The United States Secret Service and United States Department of Education announced the release of the latest tool for educators and communities to improve school safety. The interactive CD-ROM, titled A Safe School and Threat Assessment Experience: Scenarios Exploring the Findings of the Safe School Initiative , is designed to complement the final report on the Safe School Initiative (SSI).

Patterned after the Secret Service's previous operational studies and research into targeted violence and implemented through the U.S. Secret Service's National Threat Assessment Center and the U.S. Department of Education's Safe and Drug Free Schools Program, the SSI examined 37 incidents involving 41 school attacks that had occurred between 1974 and 2000. The study found that school attacks are rarely impulsive. Rather, they are typically thought out and planned in advance. One of the key recommendations of the SSI was that schools form multidisciplinary threat assessment teams to assist with identifying, assessing and managing students who may pose a threat of targeted violence.

It is for such school-based threat assessment teams that the interactive CD has been developed. Through the use of two hypothetical school-based scenarios, school threat assessment team members may further develop their skills in conducting a virtual threat assessment inquiry. The interactive format visually integrates the study findings, threat assessment processes and implications for prevention. In addition to the scenarios, this CD also contains key research findings, interviews with study authors and practitioners and links to additional resources.

“We are committed to sharing our expertise in threat assessment and violence prevention so that others, especially our nation's schools, may benefit,” Secret Service Director Mark Sullivan said. “I am pleased that this training tool will offer schools and communities additional resources and information that may help them prevent future attacks.”


“We know that when our schools aren't safe, teachers can't teach, and children can't learn," said Deborah Price, Assistant Deputy Secretary of the U.S. Department of Education's Office of Safe and Drug-Free Schools. "Schools are safe places; however, they can be made safer. This CD-ROM is a timely and important tool in working to ensure our schools are the safest places possible.”

Beginning in January, the CD will be distributed to law enforcement and school safety personnel across the country and can be ordered via the Department of Education website at www.edpubs.org/.

About the Secret Service's National Threat Assessment Center

The National Threat Assessment Center (NTAC) was created by the Secret Service in 1998 to provide leadership and guidance to the emerging field of threat assessment.

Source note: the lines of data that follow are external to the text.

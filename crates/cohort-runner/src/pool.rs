//! Runs several bundles at once, each in its own worker process.
//!
//! A worker re-enters the CLI exactly like an array task does, with the
//! bundle index fixed and a `--result-file` to report back through. Every
//! bundle gets a fresh process, so memory held by one bundle's computation is
//! returned to the system before the next bundle starts.

use crate::cluster::Invocation;
use cohort_core::{ensure_dir, Error, ExecutionResult, Result};
use rayon::prelude::*;
use rayon::ThreadPoolBuilder;
use std::fs;
use std::path::PathBuf;
use std::process::{Command, Stdio};
use tracing::{debug, warn};

/// Working-directory subfolder holding one result file per bundle.
pub const RESULTS_DIR: &str = "bundle_results";

/// Runs one bundle to completion somewhere other than the calling thread.
pub trait BundleLauncher: Send + Sync {
    fn launch(&self, bundle_index: usize) -> Result<ExecutionResult>;
}

pub struct ProcessLauncher {
    invocation: Invocation,
    result_dir: PathBuf,
}

impl ProcessLauncher {
    pub fn new(invocation: Invocation, result_dir: impl Into<PathBuf>) -> Self {
        Self {
            invocation,
            result_dir: result_dir.into(),
        }
    }

    pub fn result_path(&self, bundle_index: usize) -> PathBuf {
        self.result_dir.join(format!("bundle_{}.json", bundle_index))
    }
}

impl BundleLauncher for ProcessLauncher {
    fn launch(&self, bundle_index: usize) -> Result<ExecutionResult> {
        ensure_dir(&self.result_dir)?;
        let result_path = self.result_path(bundle_index);
        if result_path.exists() {
            fs::remove_file(&result_path)
                .map_err(|e| Error::io("failed to clear stale bundle result", &result_path, e))?;
        }

        let program = &self.invocation.program;
        let mut cmd = Command::new(program);
        cmd.args(self.invocation.bundle_args(bundle_index));
        cmd.arg("--result-file").arg(&result_path);
        cmd.stdin(Stdio::null());
        cmd.stdout(Stdio::null());
        cmd.stderr(Stdio::inherit());

        let mut child = cmd
            .spawn()
            .map_err(|e| Error::io("failed to start bundle worker", program, e))?;
        debug!(bundle = bundle_index, pid = child.id(), "bundle worker started");
        let status = child
            .wait()
            .map_err(|e| Error::io("failed to wait for bundle worker", program, e))?;

        match fs::read(&result_path) {
            Ok(bytes) => serde_json::from_slice(&bytes).map_err(|e| Error::parse(&result_path, e)),
            Err(_) => Err(Error::Worker {
                bundle: bundle_index,
                message: status.to_string(),
            }),
        }
    }
}

/// Caps how many bundles run at the same time.
#[derive(Debug, Clone, Copy)]
pub struct BundlePool {
    slots: usize,
}

impl BundlePool {
    pub fn new(slots: usize) -> Self {
        Self {
            slots: slots.max(1),
        }
    }

    pub fn slots(&self) -> usize {
        self.slots
    }

    /// Launches every bundle, at most `slots` at a time, and returns the
    /// outcomes in the order of `indices`. One failed launch does not stop
    /// the others.
    pub fn run(
        &self,
        indices: &[usize],
        launcher: &dyn BundleLauncher,
    ) -> Vec<Result<ExecutionResult>> {
        let launch = |index: &usize| launcher.launch(*index);
        let threads = self.slots.min(indices.len()).max(1);
        match ThreadPoolBuilder::new()
            .num_threads(threads)
            .thread_name(|i| format!("bundle-waiter-{}", i))
            .build()
        {
            Ok(pool) => pool.install(|| indices.par_iter().map(launch).collect()),
            Err(e) => {
                warn!("bundle pool unavailable, running bundles one at a time: {}", e);
                indices.iter().map(launch).collect()
            }
        }
    }
}
#[cfg(test)]
mod tests {
    use super::*;
    use std::sync::Mutex;

    struct FakeSubmitter {
        response: String,
        calls: Mutex<Vec<(String, PathBuf)>>,
    }

    impl FakeSubmitter {
        fn new(response: &str) -> Self {
            Self {
                response: response.to_string(),
                calls: Mutex::new(Vec::new()),
            }
        }
    }

    impl Submitter for FakeSubmitter {
        fn submit(&self, program: &str, script: &Path) -> anyhow::Result<String> {
            self.calls
                .lock()
                .unwrap()
                .push((program.to_string(), script.to_path_buf()));
            Ok(self.response.clone())
        }
    }

    fn invocation(source: DataSource) -> Invocation {
        Invocation {
            program: PathBuf::from("/opt/cohort/bin/cohort"),
            source,
            config_path: PathBuf::from("/data/run config.yml"),
        }
    }

    #[test]
    fn slurm_script_carries_time_limit_and_task_index() {
        let dir = tempfile::tempdir().unwrap();
        let mut config = RunConfig::new("qc_run", dir.path(), dir.path().join("work"));
        config.num_processors = 4;
        config.memory_gb = 7.5;
        let writer = ClusterBatchWriter::new(&config, Platform::Slurm);
        let params = writer.parameters("2026_01_02_03_04_05", 3, 4);
        let script = writer
            .render(
                &invocation(DataSource::Manifest("/data/manifest.yml".into())),
                &params,
            )
            .unwrap();

        assert!(script.contains("#SBATCH --array=1-3"), "{}", script);
        assert!(script.contains("#SBATCH --time=32:00:00"));
        assert!(script.contains("#SBATCH --cpus-per-task=4"));
        assert!(script.contains("#SBATCH --mem=8G"));
        assert!(script.contains("echo \"Running task: $SLURM_ARRAY_TASK_ID\""));
        assert!(script.trim_end().ends_with(
            "/opt/cohort/bin/cohort run --config '/data/run config.yml' --manifest /data/manifest.yml --bundle-idx $SLURM_ARRAY_TASK_ID"
        ));
        assert!(!script.contains('{'));
    }

    #[test]
    fn sge_submission_writes_script_and_pid() {
        let dir = tempfile::tempdir().unwrap();
        let config = RunConfig::new("qc_run", dir.path(), dir.path().join("work"));
        let writer = ClusterBatchWriter::new(&config, Platform::Sge);
        let submitter =
            FakeSubmitter::new("Your job-array 4242.1-5:1 (\"qc_run\") has been submitted\n");
        let submission = writer
            .submit(
                &invocation(DataSource::CloudIndex("/data/index.yml".into())),
                5,
                1,
                &submitter,
            )
            .unwrap();

        assert_eq!(submission.job_id, "4242");
        assert_eq!(fs::read_to_string(&submission.pid_path).unwrap(), "4242");
        let script = fs::read_to_string(&submission.script_path).unwrap();
        assert!(script.contains("#$ -pe mpi_smp 1"));
        assert!(script.contains("#$ -q all.q"));
        assert!(script.contains("--cloud-index /data/index.yml --bundle-idx $SGE_TASK_ID"));
        let name = submission.script_path.file_name().unwrap().to_string_lossy().to_string();
        assert!(name.starts_with("cohort_submit_") && name.ends_with(".SGE"), "{}", name);
        let calls = submitter.calls.lock().unwrap();
        assert_eq!(calls[0].0, "qsub");
    }

    #[test]
    fn unconfirmed_submission_leaves_no_pid_file() {
        let dir = tempfile::tempdir().unwrap();
        let config = RunConfig::new("qc_run", dir.path(), dir.path().join("work"));
        let writer = ClusterBatchWriter::new(&config, Platform::Slurm);
        let err = writer
            .submit(
                &invocation(DataSource::Manifest("/m.yml".into())),
                2,
                1,
                &FakeSubmitter::new("sbatch: error: invalid partition"),
            )
            .unwrap_err();
        assert!(matches!(err, Error::Submission { .. }), "{}", err);
        assert!(!dir.path().join(CLUSTER_FILES_DIR).join(PID_FILE).exists());
    }

    #[test]
    fn job_ids_follow_each_dialect() {
        assert_eq!(
            parse_job_id(Platform::Slurm, "Submitted batch job 991\n").as_deref(),
            Some("991")
        );
        assert_eq!(
            parse_job_id(Platform::Pbs, "1234[].pbs-server\n").as_deref(),
            Some("1234")
        );
        assert_eq!(parse_job_id(Platform::Sge, "Submitted batch job 991"), None);
    }

    #[test]
    fn bundle_args_match_the_array_task_command() {
        let args = invocation(DataSource::CloudIndex("/data/index.yml".into())).bundle_args(7);
        let args: Vec<String> = args.iter().map(|a| a.to_string_lossy().into_owned()).collect();
        assert_eq!(
            args,
            vec![
                "run",
                "--config",
                "/data/run config.yml",
                "--cloud-index",
                "/data/index.yml",
                "--bundle-idx",
                "7"
            ]
        );
    }

    #[test]
    fn script_paths_are_quoted_only_when_needed() {
        assert_eq!(
            shell_quote(Path::new("/scratch/run_01/a+b@2.yml")),
            "/scratch/run_01/a+b@2.yml"
        );
        assert_eq!(shell_quote(Path::new("")), "''");
        assert_eq!(
            shell_quote(Path::new("/data/my study/$HOME")),
            "'/data/my study/$HOME'"
        );
        assert_eq!(shell_quote(Path::new("/data/o'brien.yml")), "'/data/o'\\''brien.yml'");
    }

    #[test]
    fn unknown_template_parameters_are_rejected() {
        let params = BTreeMap::from([("shell", "/bin/sh".to_string())]);
        assert!(fill_template("#! {shell}\n{mystery}\n", &params).is_err());
        assert_eq!(fill_template("#! {shell}", &params).unwrap(), "#! /bin/sh");
    }
}
//! Bundle partitioning and 1-based index resolution.
//!
//! Bundle `k` of size `B` always covers units `[(k-1)*B + 1, k*B]` of the
//! identity-ordered manifest, clipped to the unit count, whichever backend
//! ends up executing it.

use crate::error::{Error, Result};
use crate::identity::UnitIdentity;
use crate::manifest::FlatManifest;
use crate::resource::ResourcePool;
use serde::Serialize;
use std::ops::RangeInclusive;

#[derive(Debug, Clone)]
pub struct Bundle {
    index: usize,
    units: Vec<(UnitIdentity, ResourcePool)>,
}

impl Bundle {
    pub fn new(index: usize, units: Vec<(UnitIdentity, ResourcePool)>) -> Self {
        Self { index, units }
    }

    /// 1-based position of the bundle in the run.
    pub fn index(&self) -> usize {
        self.index
    }

    pub fn units(&self) -> &[(UnitIdentity, ResourcePool)] {
        &self.units
    }

    pub fn identities(&self) -> Vec<UnitIdentity> {
        self.units.iter().map(|(id, _)| id.clone()).collect()
    }

    pub fn into_units(self) -> Vec<(UnitIdentity, ResourcePool)> {
        self.units
    }

    pub fn len(&self) -> usize {
        self.units.len()
    }

    pub fn is_empty(&self) -> bool {
        self.units.is_empty()
    }
}

/// Which slice of the manifest a single invocation executes.
#[derive(Debug, Clone, Copy, PartialEq, Eq, Serialize)]
#[serde(rename_all = "snake_case")]
pub enum UnitSelector {
    Bundle(usize),
    Unit(usize),
}

pub fn partition_bundles(manifest: &FlatManifest, units_per_bundle: usize) -> Result<Vec<Bundle>> {
    if units_per_bundle == 0 {
        return Err(Error::config("units per bundle must be at least 1"));
    }
    let mut bundles = Vec::with_capacity(bundle_count(manifest.len(), units_per_bundle));
    let mut current = Vec::with_capacity(units_per_bundle);
    for (id, pool) in manifest {
        current.push((id.clone(), pool.clone()));
        if current.len() == units_per_bundle {
            let units = std::mem::replace(&mut current, Vec::with_capacity(units_per_bundle));
            bundles.push(Bundle::new(bundles.len() + 1, units));
        }
    }
    if !current.is_empty() {
        bundles.push(Bundle::new(bundles.len() + 1, current));
    }
    if bundles.is_empty() {
        return Err(Error::config("no bundles created"));
    }
    Ok(bundles)
}

pub fn bundle_count(unit_count: usize, units_per_bundle: usize) -> usize {
    if units_per_bundle == 0 {
        return 0;
    }
    unit_count.div_ceil(units_per_bundle)
}

/// Inclusive 1-based unit range of bundle `bundle_index`.
pub fn bundle_range(
    bundle_index: usize,
    units_per_bundle: usize,
    unit_count: usize,
) -> Result<RangeInclusive<usize>> {
    if bundle_index == 0 {
        return Err(Error::config("bundle indices start at 1"));
    }
    if units_per_bundle == 0 {
        return Err(Error::config("units per bundle must be at least 1"));
    }
    let first = (bundle_index - 1)
        .checked_mul(units_per_bundle)
        .map(|start| start + 1)
        .ok_or_else(|| Error::config(format!("bundle index {} is out of range", bundle_index)))?;
    if first > unit_count {
        return Err(Error::config(format!(
            "bundle {} starts at unit {} but only {} units exist",
            bundle_index, first, unit_count
        )));
    }
    let last = bundle_index.saturating_mul(units_per_bundle).min(unit_count);
    Ok(first..=last)
}

/// Validates a 1-based single-unit index.
pub fn unit_position(unit_index: usize, unit_count: usize) -> Result<usize> {
    if unit_index == 0 || unit_index > unit_count {
        return Err(Error::config(format!(
            "unit index {} is outside 1..={}",
            unit_index, unit_count
        )));
    }
    Ok(unit_index)
}

pub fn selector_range(
    selector: UnitSelector,
    units_per_bundle: usize,
    unit_count: usize,
) -> Result<RangeInclusive<usize>> {
    match selector {
        UnitSelector::Bundle(k) => bundle_range(k, units_per_bundle, unit_count),
        UnitSelector::Unit(i) => unit_position(i, unit_count).map(|i| i..=i),
    }
}

/// Picks the slice of `manifest` a selector denotes. A single-unit request
/// yields a bundle whose index is the unit index.
pub fn select_bundle(
    manifest: &FlatManifest,
    selector: UnitSelector,
    units_per_bundle: usize,
) -> Result<Bundle> {
    let range = selector_range(selector, units_per_bundle, manifest.len())?;
    let index = match selector {
        UnitSelector::Bundle(k) => k,
        UnitSelector::Unit(i) => i,
    };
    let units = manifest
        .iter()
        .skip(range.start() - 1)
        .take(range.end() - range.start() + 1)
        .map(|(id, pool)| (id.clone(), pool.clone()))
        .collect();
    Ok(Bundle::new(index, units))
}

#[cfg(test)]
mod tests {
    use super::*;
    use crate::resource::ResourceValue;

    fn manifest(n: usize) -> FlatManifest {
        (1..=n)
            .map(|i| {
                let mut pool = ResourcePool::new();
                pool.add(
                    "anatomical_scan",
                    ResourceValue::Path(format!("/data/sub_{:02}.nii", i).into()),
                );
                (UnitIdentity::new(format!("sub_{:02}", i), None, None), pool)
            })
            .collect()
    }

    #[test]
    fn partitions_cover_manifest_without_overlap() {
        for m in 1..=12 {
            for b in 1..=6 {
                let flat = manifest(m);
                let bundles = partition_bundles(&flat, b).expect("partition");
                assert_eq!(bundles.len(), bundle_count(m, b), "m={} b={}", m, b);
                let sizes: Vec<usize> = bundles.iter().map(Bundle::len).collect();
                let (last, rest) = sizes.split_last().unwrap();
                assert!(rest.iter().all(|&s| s == b), "m={} b={} {:?}", m, b, sizes);
                assert!(*last >= 1 && *last <= b);
                let all: Vec<UnitIdentity> =
                    bundles.iter().flat_map(|bundle| bundle.identities()).collect();
                let expected: Vec<UnitIdentity> = flat.keys().cloned().collect();
                assert_eq!(all, expected);
                let indices: Vec<usize> = bundles.iter().map(Bundle::index).collect();
                assert_eq!(indices, (1..=bundles.len()).collect::<Vec<_>>());
            }
        }
    }

    #[test]
    fn five_units_in_pairs() {
        let bundles = partition_bundles(&manifest(5), 2).expect("partition");
        let sizes: Vec<usize> = bundles.iter().map(Bundle::len).collect();
        assert_eq!(sizes, vec![2, 2, 1]);
        assert_eq!(bundle_range(2, 2, 5).unwrap(), 3..=4);
        assert_eq!(bundle_range(3, 2, 5).unwrap(), 5..=5);
    }

    #[test]
    fn small_manifest_yields_one_bundle() {
        let bundles = partition_bundles(&manifest(3), 10).expect("partition");
        assert_eq!(bundles.len(), 1);
        assert_eq!(bundles[0].len(), 3);
        assert_eq!(bundle_range(1, 10, 3).unwrap(), 1..=3);
    }

    #[test]
    fn zero_bundle_size_and_empty_manifest_are_rejected() {
        assert!(matches!(
            partition_bundles(&manifest(3), 0),
            Err(Error::Config(_))
        ));
        assert!(matches!(
            partition_bundles(&FlatManifest::new(), 2),
            Err(Error::Config(_))
        ));
    }

    #[test]
    fn consecutive_ranges_partition_unit_span() {
        for m in 1..=20 {
            for b in 1..=7 {
                let mut next = 1;
                for k in 1..=bundle_count(m, b) {
                    let range = bundle_range(k, b, m).expect("range");
                    assert_eq!(*range.start(), next, "m={} b={} k={}", m, b, k);
                    assert_eq!(*range.start(), (k - 1) * b + 1);
                    assert_eq!(*range.end(), (k * b).min(m));
                    next = range.end() + 1;
                }
                assert_eq!(next, m + 1);
                assert!(bundle_range(bundle_count(m, b) + 1, b, m).is_err());
            }
        }
        assert!(bundle_range(0, 2, 5).is_err());
    }

    #[test]
    fn selection_matches_partitioning() {
        let flat = manifest(7);
        let bundles = partition_bundles(&flat, 3).expect("partition");
        for bundle in &bundles {
            let selected =
                select_bundle(&flat, UnitSelector::Bundle(bundle.index()), 3).expect("select");
            assert_eq!(selected.identities(), bundle.identities());
        }
        let single = select_bundle(&flat, UnitSelector::Unit(4), 3).expect("unit");
        assert_eq!(single.len(), 1);
        assert_eq!(single.identities()[0].subject(), "sub_04");
        assert!(select_bundle(&flat, UnitSelector::Unit(8), 3).is_err());
        assert!(select_bundle(&flat, UnitSelector::Unit(0), 3).is_err());
    }
}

Specifically, NTAC offers timely, realistic, useful and effective advice to law enforcement and other professionals and organizations with responsibilities to investigate and/or prevent targeted violence.

About the Department of Education's Safe and Drug Free Schools Program

The Office of Safe and Drug-Free Schools administers, coordinates and recommends policy for improving the quality and excellence of programs and activities designed to keep our schools safe and drug-free. The office, established in 2002, provides financial assistance for drug and violence prevention activities and activities that promote the health and well being of students in elementary and secondary schools, and institutions of higher education.